[Libre-soc-dev] liskov substitution principle and type assertions/annotations

Fri Aug 12 06:29:48 BST 2022

On Thu, Aug 11, 2022 at 11:51 AM lkcl <luke.leighton at gmail.com> wrote:
>
> Couple of things.
>
> Definition of LSP I saw, there is no inheritance tree, it is
> the API that defines the substitution principle. Creating
> Base classes *at all* and restricting types DIRECTLY and
> fundamentally interferes with this extremely fundamental
> principle on which python is fundamentally founded.

The solution to that is to realize:
1. the original statement of LSP is talking about subtypes in
    programming language theory and there are multiple ways to
    translate those programming language theory subtypes into Python:

    1. subclasses, in which case instanceof(v, BaseType) is correct.
    This is the definition of LSP I gave previously.
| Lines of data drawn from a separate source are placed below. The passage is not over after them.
//! This module provides the activation functions used by the autoencoder layers,
//! namely Relu and Sigmoid (plus the identity).
//!
//! All activation functions are exposed through the [`Activation`] enum.
use ndarray::*;
use num::Float;
use serde_derive::{Deserialize, Serialize};

use crate::ImagePrecision;

/// Activation applied elementwise at the end of a layer.
#[derive(Debug, Clone, Copy, PartialEq, Eq, Serialize, Deserialize)]
#[serde(rename_all = "lowercase")]
pub enum Activation {
    Linear,
    Relu,
    Sigmoid,
}

impl Activation {
    /// Applies the activation in place.
    pub fn apply_inplace<S, D>(&self, data: &mut ArrayBase<S, D>)
    where
        S: DataMut<Elem = ImagePrecision>,
        D: Dimension,
    {
        match self {
            Activation::Linear => {}
            Activation::Relu => data.mapv_inplace(relu_scalar),
            Activation::Sigmoid => data.mapv_inplace(sigmoid_scalar),
        }
    }

    pub fn name(&self) -> &'static str {
        match self {
            Activation::Linear => "linear",
            Activation::Relu => "relu",
            Activation::Sigmoid => "sigmoid",
        }
    }
}

fn relu_scalar<F: Float>(x: F) -> F {
    if x > F::zero() {
        x
    } else {
        F::zero()
    }
}

fn sigmoid_scalar<F: Float>(x: F) -> F {
    F::one() / (F::one() + (-x).exp())
}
    2. an object's interface, in which case you can do things such
    as isinstance(v, collections.abc.Iterable) where every object
    with an __iter__ method counts as a subclass of Iterable, not
    just those that inherit from Iterable. You can easily define
    your own Iterable-style type-checking classes using
    typing.Protocol and @typing.runtime_checkable:
    https://docs.python.org/3/library/typing.html#typing.Protocol

    @typing.runtime_checkable
    class FooBar(typing.Protocol):
        def foo(self): ...
        def bar(self, v): ...

    class MyClass:
        def foo(self):
            print("foo")
        def bar(self, v):
            return v + 1

    assert isinstance(MyClass(), FooBar) # works

2. some interfaces should not support subtypes at all, e.g.
    python len() always returns an int no matter how much you
    like type substitution and think it's the
    One True Python Way. For interfaces like that,
    instanceof(v, TheType) is correct (or maybe even type(v) is TheType).

> Everyone who uses python well (instead of complaining) knows
> that float may be LSP substituted for int.

only one way, if it expects a float, you can pass an int. but if it
expects an int, passing a float usually won't work. e.g. passing an
int into math.sin works since it expects a float, passing a float into
bytearray() doesn't work, since it expects an int:

>>> bytearray(2.0)
Traceback (most recent call last):
  File "<stdin>", line 1, in <module>
TypeError: cannot convert 'float' object to bytearray
>>> bytearray(2)
bytearray(b'\x00\x00')

>  You, Jacob, even
> developed a small function that could be used either with
> nmigen expressions or python numbers and if you had forced
> types upon it that would not have been possible.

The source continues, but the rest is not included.